##### Dataset content #####
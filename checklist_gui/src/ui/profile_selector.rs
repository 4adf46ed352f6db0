//! Profile selector
//!
//! One checkbox per non-common profile; `common` is always applied and not shown.

use iced::widget::{checkbox, column, row, text};
use iced::Element;

use checklist_core::Tracker;

use super::MUTED;
use crate::Message;

const DEFAULT_ICON: &str = "📋";

/// Render the profile checkboxes. Toggling is disabled while `busy`.
pub fn view_profile_selector(tracker: &Tracker, busy: bool) -> Element<'_, Message> {
    let mut chips = row![].spacing(16);

    for (id, profile) in tracker.selectable_profiles() {
        let label = format!("{} {}", profile.icon.as_deref().unwrap_or(DEFAULT_ICON), profile.name_en);
        let mut chip = checkbox(tracker.selected_profiles().contains(id))
            .label(label)
            .text_size(12);
        if !busy {
            let id = id.to_string();
            chip = chip.on_toggle(move |_| Message::ProfileToggled(id.clone()));
        }
        chips = chips.push(chip);
    }

    column![
        text("Your situation").size(14),
        text("Select what applies to you to show the relevant documents")
            .size(11)
            .color(MUTED),
        chips.wrap(),
    ]
    .spacing(6)
    .into()
}
//! # checklist_core - Permit Document Checklist
//!
//! `checklist_core` is the engine behind the checklist GUI: the wire model of
//! the checklist backend, a typed API client, and a pure view-state object
//! that the UI renders from. Everything except the API client is free of I/O,
//! so the behaviour of the app is testable without a window or a server.
//!
//! ## Design Philosophy
//!
//! - **Server-owned data**: the backend owns documents; the client caches the
//!   last fetch and mutates it optimistically
//! - **Explicit state**: [`Tracker`] changes only through named methods
//! - **Rich Errors**: structured [`ChecklistError`] values, not strings
//!
//! ## Quick Start
//!
//! ```rust
//! use checklist_core::api::MemoryApi;
//! use checklist_core::{session, Tracker};
//!
//! # futures::executor::block_on(async {
//! let api = MemoryApi::sample();
//! let mut tracker = Tracker::new(session::load_reference_data(&api).await?);
//!
//! if let Some(key) = tracker.select_permit(Some("carte_resident")) {
//!     let checklist = session::load_checklist(&api, key).await?;
//!     tracker.apply_checklist(checklist);
//! }
//! assert_eq!(tracker.progress().map(|p| p.percentage), Some(0));
//! # Ok::<(), checklist_core::ChecklistError>(())
//! # }).unwrap();
//! ```
//!
//! ## Modules
//!
//! - [`models`] - Wire types (documents, permit types, envelope)
//! - [`api`] - `ChecklistApi` trait, HTTP and in-memory backends
//! - [`tracker`] - View state and the optimistic toggle transaction
//! - [`session`] - Async workflows chaining API calls per user action
//! - [`grouping`] - Category ordering for rendering
//! - [`progress`] - Completion percentage and tone
//! - [`display`] - Due-date badges and text formatting
//! - [`selection`] - Profile filter
//! - [`config`] - YAML + environment configuration
//! - [`errors`] - Structured error types

pub mod api;
pub mod config;
pub mod display;
pub mod errors;
pub mod grouping;
pub mod models;
pub mod progress;
pub mod selection;
pub mod session;
pub mod tracker;

// Re-export commonly used types at crate root for convenience
pub use api::{ChecklistApi, HttpApi, MemoryApi};
pub use config::Config;
pub use errors::{ChecklistError, ChecklistResult};
pub use models::{Document, PermitType, ProgressSummary};
pub use selection::ProfileSelection;
pub use tracker::{Checklist, ChecklistKey, PendingToggle, Tracker};
//! reqwest-backed [`ChecklistApi`] implementation.

use std::fmt;

use async_trait::async_trait;
use chrono::NaiveDate;
use reqwest::{Client, Request, Url};
use serde::de::DeserializeOwned;
use serde_json::Value;
use tracing::{debug, warn};

use super::{ChecklistApi, Endpoint};
use crate::config::Config;
use crate::display::truncate;
use crate::errors::{ChecklistError, ChecklistResult};
use crate::models::{
    CategoryMap, Document, Envelope, ImportantLink, Metadata, PermitType, ProfileMap, ProgressSummary, UserSettings,
};
use crate::selection::ProfileSelection;

/// Characters of an error response body kept in [`ChecklistError::HttpStatus`]
const ERROR_BODY_CHARS: usize = 200;

/// HTTP client for the checklist backend.
///
/// Cloning is cheap; clones share the connection pool.
#[derive(Clone)]
pub struct HttpApi {
    http: Client,
    base_url: Url,
}

impl fmt::Debug for HttpApi {
    fn fmt(&self, f: &mut fmt::Formatter<'_>) -> fmt::Result {
        f.debug_struct("HttpApi")
            .field("base_url", &self.base_url.as_str())
            .finish_non_exhaustive()
    }
}

impl HttpApi {
    /// Client rooted at `base_url` (which should end in `/`).
    pub fn new(base_url: Url) -> ChecklistResult<Self> {
        Ok(HttpApi {
            http: build_client()?,
            base_url,
        })
    }

    /// Client for the configured API base
    pub fn from_config(cfg: &Config) -> ChecklistResult<Self> {
        Self::new(cfg.api_base()?)
    }

    pub fn base_url(&self) -> &Url {
        &self.base_url
    }

    /// Absolute URL of an endpoint, with ids percent-encoded as path segments.
    pub fn url_for(&self, endpoint: &Endpoint) -> ChecklistResult<Url> {
        let mut url = self.base_url.clone();
        url.path_segments_mut()
            .map_err(|_| ChecklistError::config(format!("API base '{}' cannot hold a path", self.base_url)))?
            .pop_if_empty()
            .extend(endpoint.segments());
        if let Some((key, value)) = endpoint.query() {
            url.query_pairs_mut().append_pair(key, &value);
        }
        Ok(url)
    }

    /// Build the request for an endpoint without sending it.
    pub fn build_request(&self, endpoint: &Endpoint) -> ChecklistResult<Request> {
        let url = self.url_for(endpoint)?;
        let mut builder = self.http.request(endpoint.method(), url);
        if let Some(body) = endpoint.body() {
            builder = builder.json(&body);
        }
        builder
            .build()
            .map_err(|e| ChecklistError::invalid_input("request", endpoint.to_string(), e.to_string()))
    }

    async fn send<T: DeserializeOwned>(&self, endpoint: &Endpoint) -> ChecklistResult<Envelope<T>> {
        let request = self.build_request(endpoint)?;
        debug!(method = %request.method(), url = %request.url(), "api request");

        let response = self
            .http
            .execute(request)
            .await
            .map_err(|e| ChecklistError::network(endpoint.to_string(), e.to_string()))?;

        let status = response.status();
        if !status.is_success() {
            let body = response.text().await.unwrap_or_default();
            return Err(ChecklistError::http_status(
                endpoint.to_string(),
                status.as_u16(),
                truncate(body.trim(), ERROR_BODY_CHARS),
            ));
        }

        let text = response
            .text()
            .await
            .map_err(|e| ChecklistError::network(endpoint.to_string(), e.to_string()))?;
        let envelope: Envelope<T> =
            serde_json::from_str(&text).map_err(|e| ChecklistError::decode(endpoint.to_string(), e.to_string()))?;

        if !envelope.success {
            return Err(ChecklistError::rejected(endpoint.to_string(), envelope.error));
        }
        Ok(envelope)
    }

    async fn call<T: DeserializeOwned>(&self, endpoint: &Endpoint) -> ChecklistResult<Envelope<T>> {
        let result = self.send(endpoint).await;
        if let Err(e) = &result {
            warn!(endpoint = %endpoint, code = e.error_code(), error = %e, "api call failed");
        }
        result
    }

    /// GET that must carry `data`
    async fn query<T: DeserializeOwned>(&self, endpoint: Endpoint) -> ChecklistResult<T> {
        let envelope = self.call::<T>(&endpoint).await?;
        envelope.data.ok_or_else(|| {
            let err = ChecklistError::missing_data(endpoint.to_string());
            warn!(endpoint = %endpoint, code = err.error_code(), "api call failed");
            err
        })
    }

    /// POST whose reply only needs `success: true`
    async fn command(&self, endpoint: Endpoint) -> ChecklistResult<()> {
        self.call::<Value>(&endpoint).await.map(|_| ())
    }
}

#[cfg(not(target_arch = "wasm32"))]
fn build_client() -> ChecklistResult<Client> {
    Client::builder()
        .user_agent(format!("permit-checklist/{}", env!("CARGO_PKG_VERSION")))
        .build()
        .map_err(|e| ChecklistError::config(format!("Failed to create HTTP client: {e}")))
}

#[cfg(target_arch = "wasm32")]
fn build_client() -> ChecklistResult<Client> {
    Ok(Client::new())
}

#[cfg_attr(not(target_arch = "wasm32"), async_trait)]
#[cfg_attr(target_arch = "wasm32", async_trait(?Send))]
impl ChecklistApi for HttpApi {
    async fn categories(&self) -> ChecklistResult<CategoryMap> {
        self.query(Endpoint::Categories).await
    }

    async fn profiles(&self) -> ChecklistResult<ProfileMap> {
        self.query(Endpoint::Profiles).await
    }

    async fn permit_types(&self) -> ChecklistResult<Vec<PermitType>> {
        self.query(Endpoint::PermitTypes).await
    }

    async fn important_links(&self) -> ChecklistResult<Vec<ImportantLink>> {
        self.query(Endpoint::ImportantLinks).await
    }

    async fn metadata(&self) -> ChecklistResult<Metadata> {
        self.query(Endpoint::Metadata).await
    }

    async fn user_settings(&self) -> ChecklistResult<UserSettings> {
        self.query(Endpoint::UserSettings).await
    }

    async fn documents(&self, permit_id: &str, profiles: &ProfileSelection) -> ChecklistResult<Vec<Document>> {
        self.query(Endpoint::Documents {
            permit_id: permit_id.to_string(),
            profiles: profiles.clone(),
        })
        .await
    }

    async fn progress(&self, permit_id: &str, profiles: &ProfileSelection) -> ChecklistResult<ProgressSummary> {
        self.query(Endpoint::Progress {
            permit_id: permit_id.to_string(),
            profiles: profiles.clone(),
        })
        .await
    }

    async fn mark_complete(&self, document_id: &str) -> ChecklistResult<()> {
        self.command(Endpoint::Complete {
            document_id: document_id.to_string(),
        })
        .await
    }

    async fn mark_incomplete(&self, document_id: &str) -> ChecklistResult<()> {
        self.command(Endpoint::Incomplete {
            document_id: document_id.to_string(),
        })
        .await
    }

    async fn update_notes(&self, document_id: &str, notes: &str) -> ChecklistResult<()> {
        self.command(Endpoint::Notes {
            document_id: document_id.to_string(),
            notes: notes.to_string(),
        })
        .await
    }

    async fn update_due_date(&self, document_id: &str, due_date: Option<NaiveDate>) -> ChecklistResult<()> {
        self.command(Endpoint::DueDate {
            document_id: document_id.to_string(),
            due_date,
        })
        .await
    }

    async fn save_profiles(&self, profiles: &ProfileSelection) -> ChecklistResult<()> {
        self.command(Endpoint::SaveProfiles {
            profiles: profiles.clone(),
        })
        .await
    }

    async fn reset(&self, permit_id: &str) -> ChecklistResult<()> {
        self.command(Endpoint::Reset {
            permit_id: permit_id.to_string(),
        })
        .await
    }
}
impl App {
    fn boot() -> (Self, Task<Message>) {
        let connected = config::from_environment(browser::default_api_base())
            .map_err(ChecklistError::from)
            .and_then(|cfg| connect(&cfg));

        match connected {
            Ok((api, backend)) => {
                let app = App::new(Some(api), backend);
                let task = app.load_reference();
                (app, task)
            }
            Err(e) => {
                error!(code = e.error_code(), error = %e, "configuration error");
                let mut app = App::new(None, String::new());
                app.phase = Phase::Failed(e.to_string());
                app.status = "Configuration error".to_string();
                (app, Task::none())
            }
        }
    }

    fn new(api: Option<Arc<dyn ChecklistApi>>, backend: String) -> Self {
        App {
            api,
            backend,
            phase: Phase::Loading,
            tracker: Tracker::default(),
            busy: false,
            pending_toggle: None,
            modal: None,
            notes_editor: text_editor::Content::new(),
            due_date_input: String::new(),
            status: "Loading...".to_string(),
        }
    }

    fn title(&self) -> String {
        match self.tracker.current_permit() {
            Some(permit) => format!("Permit Checklist - {}", permit.name_en),
            None => "Permit Checklist".to_string(),
        }
    }

    fn subscription(&self) -> Subscription<Message> {
        event::listen_with(|event, _status, _window: window::Id| match event {
            Event::Keyboard(keyboard::Event::KeyPressed {
                key: Key::Named(Named::Escape),
                ..
            }) => Some(Message::ModalCancel),
            _ => None,
        })
    }

    fn update(&mut self, message: Message) -> Task<Message> {
        match message {
            Message::ReferenceLoaded(Ok(data)) => {
                self.tracker = Tracker::new(data);
                self.phase = Phase::Ready;
                self.status = "Ready".to_string();
                Task::none()
            }
            Message::ReferenceLoaded(Err(e)) => {
                error!(code = e.error_code(), error = %e, "startup failed");
                self.phase = Phase::Failed(e.to_string());
                self.status = ALERT_STARTUP.to_string();
                Task::none()
            }
            Message::Reload => {
                if self.api.is_none() {
                    return Task::none();
                }
                self.phase = Phase::Loading;
                self.status = "Loading...".to_string();
                self.load_reference()
            }

            Message::PermitSelected(choice) => {
                self.modal = None;
                match self.tracker.select_permit(choice.id.as_deref()) {
                    Some(key) => {
                        self.status = "Loading documents...".to_string();
                        let Some(api) = self.api.clone() else {
                            return Task::none();
                        };
                        Task::perform(
                            async move { (key.clone(), session::load_checklist(api.as_ref(), key).await) },
                            |(key, result)| Message::ChecklistLoaded(key, result),
                        )
                    }
                    None => {
                        self.status = "Ready".to_string();
                        Task::none()
                    }
                }
            }
            Message::ProfileToggled(profile_id) => {
                if self.busy {
                    return Task::none();
                }
                let Some(api) = self.api.clone() else {
                    return Task::none();
                };
                match self.tracker.toggle_profile(&profile_id) {
                    Some(key) => {
                        self.busy = true;
                        Task::perform(
                            async move { (key.clone(), session::change_profiles(api.as_ref(), key).await) },
                            |(key, result)| Message::ProfilesApplied(key, result),
                        )
                    }
                    None => {
                        let profiles = self.tracker.selected_profiles().clone();
                        Task::future(async move { session::save_profiles_best_effort(api.as_ref(), &profiles).await })
                            .discard()
                    }
                }
            }
            Message::ChecklistLoaded(key, result) => {
                self.apply_loaded(&key, result);
                Task::none()
            }
            Message::ProfilesApplied(key, result) => {
                self.busy = false;
                self.apply_loaded(&key, result);
                Task::none()
            }

            Message::ToggleDocument(document_id) => {
                if self.busy || self.pending_toggle.is_some() {
                    return Task::none();
                }
                let (Some(api), Some(key)) = (self.api.clone(), self.tracker.checklist_key()) else {
                    return Task::none();
                };
                let pending = match self.tracker.begin_toggle(&document_id) {
                    Ok(pending) => pending,
                    Err(e) => {
                        warn!(error = %e, "toggle ignored");
                        return Task::none();
                    }
                };
                let complete = pending.target();
                self.pending_toggle = Some(pending);
                self.busy = true;
                Task::perform(
                    async move { session::set_completion(api.as_ref(), &key, &document_id, complete).await },
                    Message::ToggleSaved,
                )
            }
            Message::ToggleSaved(result) => {
                self.busy = false;
                let Some(pending) = self.pending_toggle.take() else {
                    return Task::none();
                };
                match result {
                    Ok(progress) => {
                        self.status = if pending.target() {
                            "Marked complete".to_string()
                        } else {
                            "Marked incomplete".to_string()
                        };
                        self.tracker.commit_toggle(pending, progress);
                    }
                    Err(e) => {
                        self.tracker.rollback_toggle(pending);
                        self.alert(ALERT_TOGGLE, &e);
                    }
                }
                Task::none()
            }

            Message::OpenNotes(document_id) => {
                if self.busy {
                    return Task::none();
                }
                match self.tracker.open_editor(&document_id) {
                    Ok(draft) => {
                        self.notes_editor = text_editor::Content::with_text(&draft.notes);
                        self.due_date_input = draft.due_date;
                        self.modal = Some(ModalType::Notes {
                            document_id: draft.document_id,
                            title: draft.title,
                            error: None,
                        });
                    }
                    Err(e) => warn!(error = %e, "notes editor not opened"),
                }
                Task::none()
            }
            Message::NotesAction(action) => {
                self.notes_editor.perform(action);
                Task::none()
            }
            Message::DueDateChanged(value) => {
                self.due_date_input = value;
                Task::none()
            }
            Message::ClearDueDate => {
                self.due_date_input.clear();
                Task::none()
            }
            Message::SaveNotes => self.save_notes(),
            Message::NotesSaved {
                document_id,
                notes,
                due_date,
                result,
            } => {
                self.busy = false;
                match result {
                    Ok(()) => {
                        self.tracker.apply_annotations(&document_id, &notes, due_date);
                        if matches!(&self.modal, Some(ModalType::Notes { document_id: open, .. }) if *open == document_id)
                        {
                            self.modal = None;
                        }
                        self.status = "Notes saved".to_string();
                    }
                    Err(e) => {
                        error!(code = e.error_code(), error = %e, "{ALERT_NOTES}");
                        if let Some(ModalType::Notes { error, .. }) = &mut self.modal {
                            *error = Some(ALERT_NOTES.to_string());
                        } else {
                            self.alert(ALERT_NOTES, &e);
                        }
                    }
                }
                Task::none()
            }

            Message::ResetRequested => {
                if !self.busy && self.tracker.checklist_key().is_some() {
                    self.modal = Some(ModalType::ConfirmReset);
                }
                Task::none()
            }
            Message::ResetConfirmed => {
                self.modal = None;
                if self.busy {
                    return Task::none();
                }
                let (Some(api), Some(key)) = (self.api.clone(), self.tracker.checklist_key()) else {
                    return Task::none();
                };
                self.busy = true;
                Task::perform(
                    async move { session::reset_permit(api.as_ref(), key).await },
                    Message::ResetFinished,
                )
            }
            Message::ResetFinished(result) => {
                self.busy = false;
                match result {
                    Ok(checklist) => {
                        self.tracker.apply_checklist(checklist);
                        self.status = "Progress reset".to_string();
                    }
                    Err(e) => self.alert(ALERT_RESET, &e),
                }
                Task::none()
            }

            Message::ModalCancel => {
                if matches!(self.modal, Some(ModalType::Notes { .. })) {
                    self.tracker.close_editor();
                }
                self.modal = None;
                Task::none()
            }
            Message::OpenUrl(url) => {
                debug!(url, "opening link");
                browser::open_url(&url);
                Task::none()
            }
        }
    }

    fn view(&self) -> Element<'_, Message> {
        let body: Element<'_, Message> = match &self.phase {
            Phase::Loading => container(text("Loading...").size(14))
                .center(Length::Fill)
                .into(),
            Phase::Failed(cause) => self.view_failed(cause),
            Phase::Ready => self.view_ready(),
        };

        let main = column![
            body,
            ui::status_bar::view_status_bar(&self.backend, self.busy, &self.status),
        ]
        .padding(12);

        match &self.modal {
            Some(modal) => stack![
                main,
                ui::modal::view_backdrop(),
                ui::modal::view_modal(modal, &self.notes_editor, &self.due_date_input, self.busy),
            ]
            .into(),
            None => main.into(),
        }
    }

    fn view_ready(&self) -> Element<'_, Message> {
        let mut content: Column<'_, Message> = column![ui::header::view_header(&self.tracker)].spacing(16);

        if self.tracker.current_permit().is_some() {
            content = content.push(ui::profile_selector::view_profile_selector(&self.tracker, self.busy));
            if let Some(progress) = self.tracker.progress() {
                content = content.push(ui::progress_panel::view_progress_panel(progress, self.busy));
            }
            content = content.push(ui::documents_panel::view_documents_panel(&self.tracker, today(), self.busy));
            content = content.push(ui::links_panel::view_links_panel(
                self.tracker.important_links(),
                self.tracker.metadata(),
            ));
        }

        scrollable(content.padding(8)).height(Length::Fill).into()
    }

    fn view_failed<'a>(&self, cause: &'a str) -> Element<'a, Message> {
        let mut reload = button(text("Reload").size(12)).style(button::primary);
        if self.api.is_some() {
            reload = reload.on_press(Message::Reload);
        }

        container(
            column![
                text(ALERT_STARTUP).size(16),
                text(cause).size(11).color(ui::MUTED),
                Space::new().height(12),
                reload,
            ]
            .spacing(6)
            .align_x(iced::Alignment::Center),
        )
        .center(Length::Fill)
        .into()
    }

    fn load_reference(&self) -> Task<Message> {
        let Some(api) = self.api.clone() else {
            return Task::none();
        };
        Task::perform(
            async move { session::load_reference_data(api.as_ref()).await },
            Message::ReferenceLoaded,
        )
    }

    fn apply_loaded(&mut self, key: &ChecklistKey, result: ChecklistResult<Checklist>) {
        match result {
            Ok(checklist) => {
                if self.tracker.apply_checklist(checklist) {
                    self.status = self
                        .tracker
                        .progress()
                        .map(|p| p.stats_line())
                        .unwrap_or_default();
                }
            }
            Err(e) => {
                if self.tracker.abandon_checklist(key) {
                    self.alert(ALERT_DOCUMENTS, &e);
                } else {
                    debug!(permit = %key.permit_id, error = %e, "ignoring failure for a checklist no longer shown");
                }
            }
        }
    }

    fn save_notes(&mut self) -> Task<Message> {
        if self.busy {
            return Task::none();
        }
        let Some(ModalType::Notes { document_id, error, .. }) = &mut self.modal else {
            return Task::none();
        };
        let due_date = match parse_due_date_input(&self.due_date_input) {
            Ok(due_date) => due_date,
            Err(e) => {
                *error = Some(e.to_string());
                return Task::none();
            }
        };
        *error = None;

        let Some(api) = self.api.clone() else {
            return Task::none();
        };
        let document_id = document_id.clone();
        let notes = self.notes_editor.text().trim().to_string();
        self.busy = true;

        Task::perform(
            async move {
                let result = session::save_annotations(api.as_ref(), &document_id, &notes, due_date).await;
                (document_id, notes, due_date, result)
            },
            |(document_id, notes, due_date, result)| Message::NotesSaved {
                document_id,
                notes,
                due_date,
                result,
            },
        )
    }

    /// Show a user-facing alert and log the technical cause.
    fn alert(&mut self, message: &str, cause: &ChecklistError) {
        error!(code = cause.error_code(), error = %cause, "{message}");
        self.status = message.to_string();
        self.modal = Some(ModalType::Alert(message.to_string()));
    }
}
#####
Work instructions:
Above are the records. Copy the lines beginning at the one that has "pure view-state object" and ending with the one that has "optimistic toggle transaction", unchanged.

Output of the task:
//! the checklist backend, a typed API client, and a pure view-state object
//! that the UI renders from. Everything except the API client is free of I/O,
//! so the behaviour of the app is testable without a window or a server.
//!
//! ## Design Philosophy
//!
//! - **Server-owned data**: the backend owns documents; the client caches the
//!   last fetch and mutates it optimistically
//! - **Explicit state**: [`Tracker`] changes only through named methods
//! - **Rich Errors**: structured [`ChecklistError`] values, not strings
//!
//! ## Quick Start
//!
//! ```rust
//! use checklist_core::api::MemoryApi;
//! use checklist_core::{session, Tracker};
//!
//! # futures::executor::block_on(async {
//! let api = MemoryApi::sample();
//! let mut tracker = Tracker::new(session::load_reference_data(&api).await?);
//!
//! if let Some(key) = tracker.select_permit(Some("carte_resident")) {
//!     let checklist = session::load_checklist(&api, key).await?;
//!     tracker.apply_checklist(checklist);
//! }
//! assert_eq!(tracker.progress().map(|p| p.percentage), Some(0));
//! # Ok::<(), checklist_core::ChecklistError>(())
//! # }).unwrap();
//! ```
//!
//! ## Modules
//!
//! - [`models`] - Wire types (documents, permit types, envelope)
//! - [`api`] - `ChecklistApi` trait, HTTP and in-memory backends
//! - [`tracker`] - View state and the optimistic toggle transaction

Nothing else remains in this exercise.